WORK INSTRUCTIONS »
You are asked to filter the data below and copy every line holding "content".

● ● ● ●

//! Authorization-gated artefact lifecycle.
//!
//! Every call resolves the caller's role first, then runs
//! validate → authorize → encrypt → checksum → persist (or the inverse on
//! read) against the backing [`ArtefactCollection`].

use std::path::{Path, PathBuf};

use lyric_vault_core::{
    checksum, validate_field, Artefact, ArtefactId, ArtefactRecord, Codec, NewArtefact,
    Operation, Role, SecretKey, VaultError,
};
use lyric_vault_store_jsonl::{by_id, ArtefactCollection};
use serde::{Deserialize, Serialize};
use time::OffsetDateTime;

pub mod config;
pub mod thumbnail;

pub use config::VaultConfig;
pub use thumbnail::{ImageThumbnailSink, ThumbnailSink, THUMBNAIL_MAX_EDGE};

/// Outcome of [`ArtefactService::verify`].
#[derive(Debug, Clone, Default, Serialize, Deserialize, PartialEq, Eq)]
pub struct IntegrityReport {
    pub checked: usize,
    pub checksum_mismatches: Vec<ArtefactId>,
    pub undecryptable: Vec<ArtefactId>,
}

impl IntegrityReport {
    #[must_use]
    pub fn is_clean(&self) -> bool {
        self.checksum_mismatches.is_empty() && self.undecryptable.is_empty()
    }
}

#[derive(Debug, Clone, Serialize, Deserialize, PartialEq, Eq)]
pub struct ThumbnailedArtefact {
    pub id: ArtefactId,
    pub thumbnail: PathBuf,
}

/// Store facade. Mutations take `&mut self`, so one service value never has
/// two writers in flight.
#[derive(Debug)]
pub struct ArtefactService<C> {
    collection: C,
    codec: Codec,
}

impl<C: ArtefactCollection> ArtefactService<C> {
    #[must_use]
    pub fn new(collection: C, key: &SecretKey) -> Self {
        Self { collection, codec: Codec::new(key) }
    }

    #[must_use]
    pub fn collection(&self) -> &C {
        &self.collection
    }

    /// Create an artefact owned by `actor` and return its id.
    ///
    /// # Errors
    /// Returns [`VaultError::UnknownRole`], [`VaultError::Unauthorized`],
    /// [`VaultError::InvalidInput`], [`VaultError::Encryption`] or
    /// [`VaultError::Store`].
    pub fn create(
        &mut self,
        artefact: &NewArtefact,
        actor: &str,
        role: &str,
    ) -> Result<ArtefactId, VaultError> {
        let role = resolve_role(Operation::Create, actor, role)?;
        if !role.capabilities().can_create() {
            return Err(denied(Operation::Create, actor, role, None));
        }

        let (title, content) = self.seal(artefact)?;
        let id = self
            .collection
            .allocate_id()
            .map_err(|err| store_failure(Operation::Create, actor, None, &err))?;
        let record = ArtefactRecord {
            id,
            title,
            checksum: checksum(&content),
            content,
            created_at: OffsetDateTime::now_utc(),
            created_by: actor.to_string(),
            modified_at: None,
        };

        self.collection
            .insert(record)
            .map_err(|err| store_failure(Operation::Create, actor, Some(id), &err))?;
        tracing::info!(operation = "create", actor, role = %role, artefact_id = %id, "artefact created");
        Ok(id)
    }

    /// Return every artefact, decrypted, in insertion order.
    ///
    /// The read is all-or-nothing: one record with a bad checksum or an
    /// undecryptable token fails the whole call.
    ///
    /// # Errors
    /// Returns [`VaultError::UnknownRole`], [`VaultError::Unauthorized`],
    /// [`VaultError::Decryption`] (including a stored checksum that no longer
    /// matches its ciphertext) or
    /// [`VaultError::Store`].
    pub fn read(&self, actor: &str, role: &str) -> Result<Vec<Artefact>, VaultError> {
        let role = resolve_role(Operation::Read, actor, role)?;
        if !role.capabilities().can_read() {
            return Err(denied(Operation::Read, actor, role, None));
        }

        let records =
            self.collection.all().map_err(|err| store_failure(Operation::Read, actor, None, &err))?;
        let mut artefacts = Vec::with_capacity(records.len());
        for record in records {
            if !record.checksum_matches() {
                tracing::error!(operation = "read", actor, artefact_id = %record.id, "checksum mismatch");
                return Err(VaultError::Decryption {
                    id: Some(record.id),
                    reason: "checksum mismatch".to_string(),
                });
            }
            let plaintext = self.codec.decrypt(&record.content).map_err(|err| {
                tracing::error!(operation = "read", actor, artefact_id = %record.id, error = %err, "decryption failed");
                err.for_artefact(record.id)
            })?;
            artefacts.push(Artefact::from_record(record, plaintext));
        }

        tracing::info!(operation = "read", actor, role = %role, count = artefacts.len(), "artefacts read");
        Ok(artefacts)
    }

    /// Replace title and content of artefact `id`, keeping its identity and
    /// ownership fields, and return the stored record.
    ///
    /// # Errors
    /// Returns [`VaultError::UnknownRole`], [`VaultError::NotFound`],
    /// [`VaultError::Unauthorized`], [`VaultError::InvalidInput`],
    /// [`VaultError::Encryption`] or [`VaultError::Store`].
    pub fn update(
        &mut self,
        id: ArtefactId,
        artefact: &NewArtefact,
        actor: &str,
        role: &str,
    ) -> Result<ArtefactRecord, VaultError> {
        let role = resolve_role(Operation::Update, actor, role)?;
        let existing = self.owned_record(Operation::Update, id, actor, role)?;

        let (title, content) = self.seal(artefact)?;
        let record = ArtefactRecord {
            title,
            checksum: checksum(&content),
            content,
            modified_at: Some(OffsetDateTime::now_utc()),
            ..existing
        };

        let replaced = self
            .collection
            .update(record.clone(), &by_id(id))
            .map_err(|err| store_failure(Operation::Update, actor, Some(id), &err))?;
        if replaced == 0 {
            return Err(VaultError::NotFound { operation: Operation::Update, id });
        }
        tracing::info!(operation = "update", actor, role = %role, artefact_id = %id, "artefact updated");
        Ok(record)
    }

    /// Permanently remove artefact `id`. Its id is never handed out again.
    ///
    /// # Errors
    /// Returns [`VaultError::UnknownRole`], [`VaultError::NotFound`],
    /// [`VaultError::Unauthorized`] or [`VaultError::Store`].
    pub fn delete(&mut self, id: ArtefactId, actor: &str, role: &str) -> Result<(), VaultError> {
        let role = resolve_role(Operation::Delete, actor, role)?;
        self.owned_record(Operation::Delete, id, actor, role)?;

        let removed = self
            .collection
            .remove(&by_id(id))
            .map_err(|err| store_failure(Operation::Delete, actor, Some(id), &err))?;
        if removed == 0 {
            return Err(VaultError::NotFound { operation: Operation::Delete, id });
        }
        tracing::info!(operation = "delete", actor, role = %role, artefact_id = %id, "artefact deleted");
        Ok(())
    }

    /// Create an artefact, then store its thumbnail through `sink`.
    ///
    /// When the sink fails the new record is removed again, so the call either
    /// leaves an artefact with a thumbnail or nothing at all. The id consumed by
    /// the rolled-back record is not reused.
    ///
    /// # Errors
    /// Returns any error of [`ArtefactService::create`], [`VaultError::InvalidInput`]
    /// for a bad category, or [`VaultError::Thumbnail`] when the sink fails.
    pub fn create_with_thumbnail(
        &mut self,
        sink: &dyn ThumbnailSink,
        artefact: &NewArtefact,
        image_source: &Path,
        category: &str,
        actor: &str,
        role: &str,
    ) -> Result<ThumbnailedArtefact, VaultError> {
        validate_field("category", category)?;
        let id = self.create(artefact, actor, role)?;

        match sink.save(image_source, category, id) {
            Ok(thumbnail) => {
                tracing::info!(
                    operation = "create",
                    actor,
                    artefact_id = %id,
                    thumbnail = %thumbnail.display(),
                    "artefact created with thumbnail"
                );
                Ok(ThumbnailedArtefact { id, thumbnail })
            }
            Err(thumbnail_err) => {
                tracing::warn!(
                    operation = "create",
                    actor,
                    artefact_id = %id,
                    error = %thumbnail_err,
                    "thumbnail failed; rolling back artefact"
                );
                if let Err(err) = self.collection.remove(&by_id(id)) {
                    tracing::error!(artefact_id = %id, error = %format!("{err:#}"), "rollback failed");
                    return Err(VaultError::Store(format!(
                        "{thumbnail_err}; rollback of artefact {id} failed: {err:#}"
                    )));
                }
                Err(thumbnail_err)
            }
        }
    }

    /// Recompute every stored checksum and try every decryption without
    /// failing on bad records.
    ///
    /// # Errors
    /// Returns [`VaultError::UnknownRole`], [`VaultError::Unauthorized`] or
    /// [`VaultError::Store`].
    pub fn verify(&self, actor: &str, role: &str) -> Result<IntegrityReport, VaultError> {
        let role = resolve_role(Operation::Read, actor, role)?;
        if !role.capabilities().can_read() {
            return Err(denied(Operation::Read, actor, role, None));
        }

        let records =
            self.collection.all().map_err(|err| store_failure(Operation::Read, actor, None, &err))?;
        let mut report = IntegrityReport { checked: records.len(), ..IntegrityReport::default() };
        for record in &records {
            if !record.checksum_matches() {
                report.checksum_mismatches.push(record.id);
            }
            if self.codec.decrypt(&record.content).is_err() {
                report.undecryptable.push(record.id);
            }
        }

        if report.is_clean() {
            tracing::info!(actor, checked = report.checked, "integrity check passed");
        } else {
            tracing::warn!(
                actor,
                checked = report.checked,
                checksum_mismatches = report.checksum_mismatches.len(),
                undecryptable = report.undecryptable.len(),
                "integrity check found damaged artefacts"
            );
        }
        Ok(report)
    }

    /// Validate both fields, then encrypt the content.
    fn seal(&self, artefact: &NewArtefact) -> Result<(String, String), VaultError> {
        let title = validate_field("title", &artefact.title)?;
        let content = validate_field("content", &artefact.content)?;
        let sealed = self.codec.encrypt(content)?;
        Ok((title.to_string(), sealed))
    }

    /// Fetch `id` and check that `actor` may run `operation` on it.
    fn owned_record(
        &self,
        operation: Operation,
        id: ArtefactId,
        actor: &str,
        role: Role,
    ) -> Result<ArtefactRecord, VaultError> {
        let existing = self
            .collection
            .get_by(&by_id(id))
            .map_err(|err| store_failure(operation, actor, Some(id), &err))?
            .ok_or_else(|| {
                tracing::warn!(operation = operation.as_str(), actor, artefact_id = %id, "artefact not found");
                VaultError::NotFound { operation, id }
            })?;

        let capabilities = role.capabilities();
        let owner = existing.created_by.as_str();
        let allowed = match operation {
            Operation::Update => capabilities.can_update(actor, owner),
            Operation::Delete => capabilities.can_delete(actor, owner),
            Operation::Create | Operation::Read => role.permits(operation, actor, Some(owner)),
        };
        if !allowed {
            return Err(denied(operation, actor, role, Some(id)));
        }
        Ok(existing)
    }
}

fn resolve_role(operation: Operation, actor: &str, role: &str) -> Result<Role, VaultError> {
    Role::resolve(role).inspect_err(|_| {
        tracing::warn!(operation = operation.as_str(), actor, role, "unknown role");
    })
}

fn denied(operation: Operation, actor: &str, role: Role, id: Option<ArtefactId>) -> VaultError {
    tracing::warn!(
        operation = operation.as_str(),
        actor,
        role = %role,
        artefact_id = ?id.map(ArtefactId::get),
        "not authorized"
    );
    VaultError::Unauthorized { operation, actor: actor.to_string(), id }
}

fn store_failure(
    operation: Operation,
    actor: &str,
    id: Option<ArtefactId>,
    err: &anyhow::Error,
) -> VaultError {
    let message = format!("{operation} failed: {err:#}");
    tracing::error!(
        operation = operation.as_str(),
        actor,
        artefact_id = ?id.map(ArtefactId::get),
        error = %message,
        "store operation failed"
    );
    VaultError::Store(message)
}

● ● ● ●

EXERCISE ANSWER »
        let (title, content) = self.seal(artefact)?;
            checksum: checksum(&content),
            content,
            let plaintext = self.codec.decrypt(&record.content).map_err(|err| {
    /// Replace title and content of artefact `id`, keeping its identity and
        let (title, content) = self.seal(artefact)?;
            checksum: checksum(&content),
            content,
            if self.codec.decrypt(&record.content).is_err() {
    /// Validate both fields, then encrypt the content.
        let content = validate_field("content", &artefact.content)?;
        let sealed = self.codec.encrypt(content)?;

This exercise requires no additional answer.